Peru: Saturday News Roundup – June 23


Peru Works To Emulate Chile With Strong Growth, Less Poverty

“After years of watching Chile progress, Peruvians are hoping to improve their nation’s image and match the economic and social developments of their southern neighbor. Peru wants to lower sharply poverty levels, obtain an investment grade debt rating and a free trade deal with the United States, all of which Chile, …has done. The World Bank’s regional director for the Andean region, Marcelo Giugale, said this week Peru has a chance to become the next success story in Latin America. ‘The public policy decisions that are taken in the next five years could place Peru in a development path similar to that Chile, Costa Rica and Spain have followed in the last two decades,’ Giugale said in a speech at the central bank building in Lima. … interests. (read entire article at The World Bank)
ProInversión pushes back Interoceánica hwy project

Peruvian Peru’s state agency for promoting private investment ProInversión has pushed back the deadline for the construction of stretches one and five of the Interoceánica highway, congress reported in a release. Legislators met to discuss the process with transport and communications minister Verónica Zavala, who said that the complexity of the tender process led to the project’s delay. Government authorities also made modifications to the project’s tender rules, to ensure high level, competitive bidding, said the minister. The investment required for the highways reaches US$235mn. Legislators questioned the constant delays and requested the project to be awarded once and for all, as it was set to be concessioned by November of last year. democrat (read entire article at Business News Americas)

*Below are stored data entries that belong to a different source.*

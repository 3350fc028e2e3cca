//! Billing-specific error types.
//!
//! # HTTP Status Mapping
//!
//! | Error | HTTP Status |
//! |-------|-------------|
//! | ValidationFailed | 400 |
//! | NotFound | 404 |
//! | AlreadySubscribed | 409 |
//! | Conflict | 409 |
//! | Gateway | 400 |
//! | MissingIdentifier | 400 |
//! | MalformedWebhook | 400 |
//! | Unmatched | 500 |
//! | Persistence | 500 |

use serde_json::Value;
use thiserror::Error;

use super::Payment;
use crate::domain::foundation::{DomainError, ErrorCode, ValidationError};

/// Errors surfaced by the billing use cases.
#[derive(Debug, Clone, PartialEq, Error)]
pub enum BillingError {
    #[error("{message}")]
    ValidationFailed { field: String, message: String },

    #[error("{0}")]
    NotFound(String),

    /// The user already holds a live subscription.
    #[error("User already has an active subscription")]
    AlreadySubscribed { current: Option<Box<Payment>> },

    #[error("{0}")]
    Conflict(String),

    /// The gateway refused or could not be reached.
    #[error("{context}: {message}")]
    Gateway {
        context: String,
        error: String,
        message: String,
        details: Option<Value>,
    },

    /// An external identifier could not be resolved from any source.
    #[error("{message}")]
    MissingIdentifier { message: String, details: Value },

    #[error("{0}")]
    MalformedWebhook(String),

    /// No strategy located a payment row for the notification.
    #[error("Failed to update payment status")]
    Unmatched { details: Value },

    #[error("{0}")]
    Persistence(String),
}

impl BillingError {
    pub fn validation(field: impl Into<String>, message: impl Into<String>) -> Self {
        BillingError::ValidationFailed {
            field: field.into(),
            message: message.into(),
        }
    }

    pub fn not_found(message: impl Into<String>) -> Self {
        BillingError::NotFound(message.into())
    }

    pub fn gateway(
        context: impl Into<String>,
        error: impl Into<String>,
        message: impl Into<String>,
    ) -> Self {
        BillingError::Gateway {
            context: context.into(),
            error: error.into(),
            message: message.into(),
            details: None,
        }
    }

    /// Attaches diagnostic details to errors that carry them.
    pub fn with_details(self, extra: Value) -> Self {
        match self {
            BillingError::Gateway {
                context,
                error,
                message,
                ..
            } => BillingError::Gateway {
                context,
                error,
                message,
                details: Some(extra),
            },
            BillingError::MissingIdentifier { message, .. } => BillingError::MissingIdentifier {
                message,
                details: extra,
            },
            BillingError::Unmatched { .. } => BillingError::Unmatched { details: extra },
            other => other,
        }
    }

    pub fn persistence(message: impl Into<String>) -> Self {
        BillingError::Persistence(message.into())
    }

    /// Machine-readable code for API responses.
    pub fn code(&self) -> &'static str {
        match self {
            BillingError::ValidationFailed { .. } => "VALIDATION_FAILED",
            BillingError::NotFound(_) => "NOT_FOUND",
            BillingError::AlreadySubscribed { .. } => "ACTIVE_SUBSCRIPTION_EXISTS",
            BillingError::Conflict(_) => "CONFLICT",
            BillingError::Gateway { .. } => "GATEWAY_ERROR",
            BillingError::MissingIdentifier { .. } => "MISSING_IDENTIFIER",
            BillingError::MalformedWebhook(_) => "MALFORMED_WEBHOOK",
            BillingError::Unmatched { .. } => "PAYMENT_NOT_MATCHED",
            BillingError::Persistence(_) => "PERSISTENCE_ERROR",
        }
    }
}

impl From<ValidationError> for BillingError {
    fn from(err: ValidationError) -> Self {
        BillingError::validation(err.field().to_string(), err.to_string())
    }
}

impl From<DomainError> for BillingError {
    fn from(err: DomainError) -> Self {
        match err.code {
            ErrorCode::ValidationFailed => BillingError::ValidationFailed {
                field: err.details.get("field").cloned().unwrap_or_default(),
                message: err.message,
            },
            ErrorCode::UserNotFound | ErrorCode::PlanNotFound | ErrorCode::PaymentNotFound => {
                BillingError::NotFound(err.message)
            }
            ErrorCode::ActiveSubscriptionExists => BillingError::AlreadySubscribed { current: None },
            ErrorCode::InvalidStateTransition => BillingError::Conflict(err.message),
            ErrorCode::DatabaseError | ErrorCode::InternalError => {
                BillingError::Persistence(err.message)
            }
        }
    }
}
impl Store {
    /// Rows matching `pred`, newest first.
    fn newest_first(&self, pred: impl Fn(&Payment) -> bool) -> Vec<&Payment> {
        let mut rows: Vec<&Payment> = self.payments.iter().filter(|p| pred(p)).collect();
        rows.sort_by(|a, b| (b.created_at, b.idx).cmp(&(a.created_at, a.idx)));
        rows
    }

    fn newest_idx(&self, pred: impl Fn(&Payment) -> bool) -> Option<i64> {
        self.newest_first(pred).first().map(|p| p.idx)
    }

    fn has_other_live_row(&self, user_id: &UserId, except_idx: i64) -> bool {
        self.payments
            .iter()
            .any(|p| p.idx != except_idx && &p.user_id == user_id && p.is_active_subscription())
    }

    /// Applies a guarded status change to the row with `idx`.
    fn transition(
        &mut self,
        idx: Option<i64>,
        stamp_external_id: Option<&str>,
        status: PaymentStatus,
    ) -> Result<StatusChange, DomainError> {
        let idx = idx.ok_or_else(|| {
            DomainError::new(ErrorCode::PaymentNotFound, "No payment matches the given identifier")
        })?;
        let position = self
            .payments
            .iter()
            .position(|p| p.idx == idx)
            .ok_or_else(|| DomainError::new(ErrorCode::PaymentNotFound, "Payment not found"))?;

        let current = &self.payments[position];
        let previous = current.status;
        if !previous.accepts(&status) {
            return Err(DomainError::new(
                ErrorCode::InvalidStateTransition,
                format!("Cannot move payment {} from {} to {}", idx, previous, status),
            ));
        }
        if status.is_active_subscription() && self.has_other_live_row(&current.user_id, idx) {
            return Err(DomainError::new(
                ErrorCode::ActiveSubscriptionExists,
                "User already has an active subscription",
            ));
        }

        let row = &mut self.payments[position];
        row.status = status;
        if let Some(external_id) = stamp_external_id {
            row.dlo_payment_id = external_id.to_string();
        }
        Ok(StatusChange {
            payment: row.clone(),
            previous,
        })
    }

    fn check(&self, operation: &'static str) -> Result<(), DomainError> {
        match self.failures.get(operation) {
            Some(err) => Err(err.clone()),
            None => Ok(()),
        }
    }
}

/// Billing repository held entirely in memory.
#[derive(Debug, Clone, Default)]
pub struct InMemoryBillingRepository {
    store: Arc<RwLock<Store>>,
}
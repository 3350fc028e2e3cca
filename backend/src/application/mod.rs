//! Application layer - Commands and Handlers.
//!
//! This layer orchestrates domain operations and coordinates between ports.

pub mod handlers;

pub use handlers::billing;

Religion Briefs Interfaith group fights pollution in Peru

An interfaith coalition from Peru, with the support of some U.S. religious groups, is pressuring a U.S. corporation to control pollution at a Peruvian smelter plant that they say is endangering public health. The delegation of Roman Catholic, Protestant and Jewish representatives say they do not want the plant in La Oroya, Peru, to close but want U.S.-standard equivalent pollution controls to be installed at the Peruvian smelter operations. The campaign turned its attention to the United States because the plant’s holding group, the Renco Group, is based in New York, and an affiliated plant, run by a Renco subsidiary, Doe Run, is based in Missouri. (read entire article at journalnow.com)

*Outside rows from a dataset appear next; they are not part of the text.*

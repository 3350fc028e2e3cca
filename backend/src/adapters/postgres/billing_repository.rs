//! PostgreSQL implementation of BillingRepository.
//!
//! Status updates run as a single `UPDATE ... FROM (SELECT ... FOR UPDATE)`
//! statement that locks the newest matching row, checks the state machine
//! in SQL, and returns the previous status alongside the updated row.

use async_trait::async_trait;
use chrono::{DateTime, Utc};
use sqlx::postgres::PgArguments;
use sqlx::query::QueryAs;
use sqlx::{PgPool, Postgres};
use uuid::Uuid;

use crate::domain::billing::{
    GatewayRefs, NewPayment, Payment, PaymentStatus, PaymentTarget, Plan, StatusChange, User,
};
use crate::domain::foundation::{
    CorrelationId, DomainError, ErrorCode, PlanId, Timestamp, UserId,
};
use crate::ports::{BillingRepository, RECENT_PAYMENTS_SCAN};

/// Partial unique index allowing one live subscription per user.
const ONE_ACTIVE_PER_USER: &str = "payments_one_active_per_user";

const PAYMENT_COLUMNS: &str = "p.idx, p.id, p.plan_id, p.amount::float8 AS amount, p.currency, \
     p.status, p.description, p.dlo_payment_id, p.dlocal_plan_id, p.plan_token, \
     p.correlation_id, p.created_at";

/// PostgreSQL implementation of the BillingRepository port.
pub struct PostgresBillingRepository {
    pool: PgPool,
}

impl PostgresBillingRepository {
    pub fn new(pool: PgPool) -> Self {
        Self { pool }
    }
}

#[derive(Debug, sqlx::FromRow)]
struct UserRow {
    id: String,
    name: String,
    email: String,
    plan_id: Option<String>,
    updated_at: Option<DateTime<Utc>>,
}

impl TryFrom<UserRow> for User {
    type Error = DomainError;

    fn try_from(row: UserRow) -> Result<Self, Self::Error> {
        Ok(User {
            id: UserId::new(row.id).map_err(corrupt_row)?,
            name: row.name,
            email: row.email,
            plan_id: row.plan_id.map(PlanId::new).transpose().map_err(corrupt_row)?,
            updated_at: row.updated_at.map(Timestamp::from_datetime),
        })
    }
}

#[derive(Debug, sqlx::FromRow)]
struct PlanRow {
    id: String,
    plan_name: String,
    description: Option<String>,
    price: f64,
    currency: String,
    frequency_type: String,
    frequency_value: i32,
}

Southern Copper Peru Workers Begin Strike for Higher Wages

Workers at Southern Copper Corp., the world’s fifth-largest producer of the metal, began a strike today to pressure the company for larger wage increases, a union official said. Workers at Southern’s Cuajone and Toquepala copper mines and Ilo smelter want a wage increase of 25 soles ($7.89) a day, more than the company’s offer of 3.15 soles ($1), smelter union general secretary Arnaldo Oviedo said in a phone interview from Ilo, 850 kilometers (530 miles) southeast of Lima. “The company is offering just 0.2 percent of last year’s earnings and is insisting on a three-year agreement,” Oviedo said. “We’re willing to continue to negotiate, but only for a one-year deal.” An eight-day strike in May at Southern’s Peruvian operations cut the company’s daily output in the country by 5 percent, spurring a rally in copper prices. Workers at Southern’s Mexican operations postponed a work stoppage last week after a court blocked their strike request. (By Alex Emery, read the entire article at Bloomberg.com)

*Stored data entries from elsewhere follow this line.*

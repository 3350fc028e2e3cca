//! Payment gateway port.
//!
//! Contract for the hosted payment processor: one-off payments, recurring
//! plans, and subscription cancellation. Amounts cross this port in major
//! units; adapters convert to whatever the wire format expects.
//!
//! No operation panics or lets a transport error escape: every failure is
//! classified into a [`GatewayError`].

use async_trait::async_trait;
use serde::{Deserialize, Serialize};
use serde_json::Value;
use thiserror::Error;

use crate::domain::billing::{BillingError, FrequencyType};

/// Port for the payment processor.
#[async_trait]
pub trait PaymentGateway: Send + Sync {
    /// Create a one-off payment and return its checkout link.
    async fn create_payment(&self, request: CreatePaymentRequest)
        -> Result<PaymentResult, GatewayError>;

    /// Look up a payment by the gateway's id.
    async fn get_payment_status(&self, payment_id: &str) -> Result<PaymentStatusInfo, GatewayError>;

    /// Cancel a payment that has not settled yet.
    async fn cancel_payment(&self, payment_id: &str) -> Result<Value, GatewayError>;

    /// Payment methods offered in a country.
    async fn get_payment_methods(&self, country: &str) -> Result<Vec<PaymentMethod>, GatewayError>;

    /// Create a recurring plan. The response carries the subscribe link.
    async fn create_plan(&self, request: PlanRequest) -> Result<GatewayPlan, GatewayError>;

    /// One page of the merchant's plans.
    async fn get_all_plans(&self, page: u32, page_size: u32) -> Result<PlanPage, GatewayError>;

    async fn get_plan(&self, plan_id: &str) -> Result<GatewayPlan, GatewayError>;

    async fn update_plan(&self, plan_id: &str, request: PlanRequest)
        -> Result<GatewayPlan, GatewayError>;

    async fn delete_plan(&self, plan_id: &str) -> Result<Value, GatewayError>;

    /// Deactivate one subscription of a plan.
    ///
    /// Fails with [`GatewayError::InvalidInput`] when either id is blank.
    async fn cancel_subscription(
        &self,
        plan_id: &str,
        subscription_id: &str,
    ) -> Result<Value, GatewayError>;

    /// Fetch a subscription, including the plan it belongs to.
    async fn get_subscription(&self, subscription_id: &str)
        -> Result<GatewaySubscription, GatewayError>;
}

/// Request for a one-off payment.
#[derive(Debug, Clone, PartialEq, Serialize)]
pub struct CreatePaymentRequest {
    pub amount: f64,
    pub currency: String,
    pub country: String,
    pub order_id: String,
    pub description: String,
    pub notification_url: Option<String>,
    pub success_url: Option<String>,
    pub back_url: Option<String>,
}

/// A created payment.
#[derive(Debug, Clone, PartialEq, Serialize, Deserialize)]
pub struct PaymentResult {
    pub id: String,
    pub amount: f64,
    pub currency: String,
    pub country: Option<String>,
    pub status: String,
    pub order_id: Option<String>,
    pub redirect_url: Option<String>,
}

/// Current state of a payment on the gateway.
#[derive(Debug, Clone, PartialEq, Serialize, Deserialize)]
pub struct PaymentStatusInfo {
    pub id: String,
    pub status: String,
    pub status_detail: Option<String>,
    pub amount: f64,
    pub currency: String,
    pub order_id: Option<String>,
    pub created_date: Option<String>,
    pub approved_date: Option<String>,
}

#[derive(Debug, Clone, PartialEq, Serialize, Deserialize)]
pub struct PaymentMethod {
    pub id: String,
    pub name: Option<String>,
    #[serde(rename = "type")]
    pub method_type: Option<String>,
}

/// Definition of a recurring plan sent to the gateway.
#[derive(Debug, Clone, PartialEq, Serialize)]
pub struct PlanRequest {
    pub name: String,
    pub description: String,
    pub country: Option<String>,
    pub currency: String,
    pub amount: f64,
    pub frequency_type: FrequencyType,
    pub frequency_value: i32,
    pub active: bool,
    pub free_trial_days: i32,
    pub notification_url: Option<String>,
    pub back_url: Option<String>,
    pub success_url: Option<String>,
    pub error_url: Option<String>,
}

/// A plan as stored by the gateway.
#[derive(Debug, Clone, Default, PartialEq, Serialize, Deserialize)]
pub struct GatewayPlan {
    pub id: String,
    pub merchant_id: Option<String>,
    pub name: String,
    pub description: Option<String>,
    pub country: Option<String>,
    pub currency: String,
    pub amount: f64,
    pub frequency_type: Option<String>,
    pub frequency_value: Option<i32>,
    pub active: bool,
    pub free_trial_days: Option<i32>,
    pub plan_token: Option<String>,
    pub subscribe_url: Option<String>,
    pub notification_url: Option<String>,
    pub back_url: Option<String>,
    pub success_url: Option<String>,
    pub error_url: Option<String>,
    pub created_at: Option<String>,
    pub updated_at: Option<String>,
}

/// One page of plans.
#[derive(Debug, Clone, Default, PartialEq, Serialize, Deserialize)]
pub struct PlanPage {
    pub data: Vec<GatewayPlan>,
    pub total_elements: i64,
    pub total_pages: i64,
    pub page: i64,
    pub number_of_elements: i64,
    pub size: i64,
}

/// A subscription as reported by the gateway.
#[derive(Debug, Clone, Default, PartialEq, Serialize, Deserialize)]
pub struct GatewaySubscription {
    pub id: String,
    pub status: Option<String>,
    pub plan_id: Option<String>,
    pub plan_token: Option<String>,
}

/// Classified gateway failure.
#[derive(Debug, Clone, PartialEq, Error)]
pub enum GatewayError {
    /// The gateway answered with a non-success status.
    #[error("API Error ({status}): {message}")]
    Api {
        status: u16,
        message: String,
        body: Option<Value>,
    },

    /// No response was received (connect failure, timeout).
    #[error("Network error: {0}")]
    Network(String),

    /// The request could not be built or the response could not be read.
    #[error("Request Error: {0}")]
    Request(String),

    /// Rejected locally before any request was sent.
    #[error("Invalid input: {0}")]
    InvalidInput(String),
}

impl GatewayError {
    pub fn api(status: u16, message: impl Into<String>) -> Self {
        GatewayError::Api {
            status,
            message: message.into(),
            body: None,
        }
    }

    pub fn network(message: impl Into<String>) -> Self {
        GatewayError::Network(message.into())
    }

    pub fn request(message: impl Into<String>) -> Self {
        GatewayError::Request(message.into())
    }

    pub fn invalid_input(message: impl Into<String>) -> Self {
        GatewayError::InvalidInput(message.into())
    }

    /// Short classification label used as the `error` field of responses.
    pub fn kind(&self) -> &'static str {
        match self {
            GatewayError::Api { .. } => "API Error",
            GatewayError::Network(_) => "Network error",
            GatewayError::Request(_) => "Request Error",
            GatewayError::InvalidInput(_) => "Invalid input",
        }
    }

    /// Upstream (or local) explanation without the classification prefix.
    pub fn message(&self) -> &str {
        match self {
            GatewayError::Api { message, .. } => message,
            GatewayError::Network(message)
            | GatewayError::Request(message)
            | GatewayError::InvalidInput(message) => message,
        }
    }

    /// Wraps the failure as a billing error for the operation named by `context`.
    pub fn into_billing(self, context: impl Into<String>) -> BillingError {
        BillingError::gateway(context, self.kind(), self.message())
    }
}

/// Rejects blank identifiers before any request is sent.
pub fn require_id<'a>(field: &str, value: &'a str) -> Result<&'a str, GatewayError> {
    let trimmed = value.trim();
    if trimmed.is_empty() {
        Err(GatewayError::invalid_input(format!("{} is required", field)))
    } else {
        Ok(trimmed)
    }
}

#[cfg(test)]
mod tests {
    use super::*;

    #[test]
    fn payment_gateway_is_object_safe() {
        fn _accepts_dyn(_gateway: &dyn PaymentGateway) {}
        fn _assert_send_sync<T: Send + Sync + ?Sized>() {}
        _assert_send_sync::<std::sync::Arc<dyn PaymentGateway>>();
    }

    #[test]
    fn error_kinds_follow_classification() {
        assert_eq!(GatewayError::api(422, "bad").kind(), "API Error");
        assert_eq!(GatewayError::network("timeout").kind(), "Network error");
        assert_eq!(GatewayError::request("builder").kind(), "Request Error");
        assert_eq!(GatewayError::invalid_input("x").kind(), "Invalid input");
    }

    #[test]
    fn into_billing_keeps_upstream_message() {
        let err = GatewayError::api(400, "Plan is inactive").into_billing("Failed to cancel");
        match err {
            BillingError::Gateway {
                context,
                error,
                message,
                ..
            } => {
                assert_eq!(context, "Failed to cancel");
                assert_eq!(error, "API Error");
                assert_eq!(message, "Plan is inactive");
            }
            other => panic!("unexpected {:?}", other),
        }
    }

    #[test]
    fn require_id_rejects_blank_values() {
        assert_eq!(require_id("plan_id", " 42 "), Ok("42"));
        assert!(matches!(
            require_id("subscription_id", "  "),
            Err(GatewayError::InvalidInput(_))
        ));
    }

    #[test]
    fn plan_request_serializes_frequency_in_gateway_spelling() {
        let request = PlanRequest {
            name: "Pro - Ana".to_string(),
            description: "Pro".to_string(),
            country: None,
            currency: "USD".to_string(),
            amount: 19.9,
            frequency_type: FrequencyType::Monthly,
            frequency_value: 1,
            active: true,
            free_trial_days: 0,
            notification_url: None,
            back_url: None,
            success_url: None,
            error_url: None,
        };
        let json = serde_json::to_value(&request).unwrap();
        assert_eq!(json["frequency_type"], "MONTHLY");
    }
}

Cameron Diaz Delivers Wrong Message to Peru

Cameron Diaz was hit hard by Peruvian human rights activists on Friday after the “Shrek the Third” star was seen toting around a messenger bag decorated with a symbol and slogan that most in Peru associate with a violent past. Diaz, oblivious to the history of Peru, carried a trendy messenger bag with a red star and the political slogan “Serve the People.” While that may seem harmless, it just so happened to be the favored symbol and slogan of Mao Zedong whose philosophy inspired the Shining Path, a violent guerilla insurgent group that spread terror throughout Peru in the 1980s and early 1990s. Diaz was traveling in the city of Machu Picchu when she was spotted with the bag. (TransWorldNews)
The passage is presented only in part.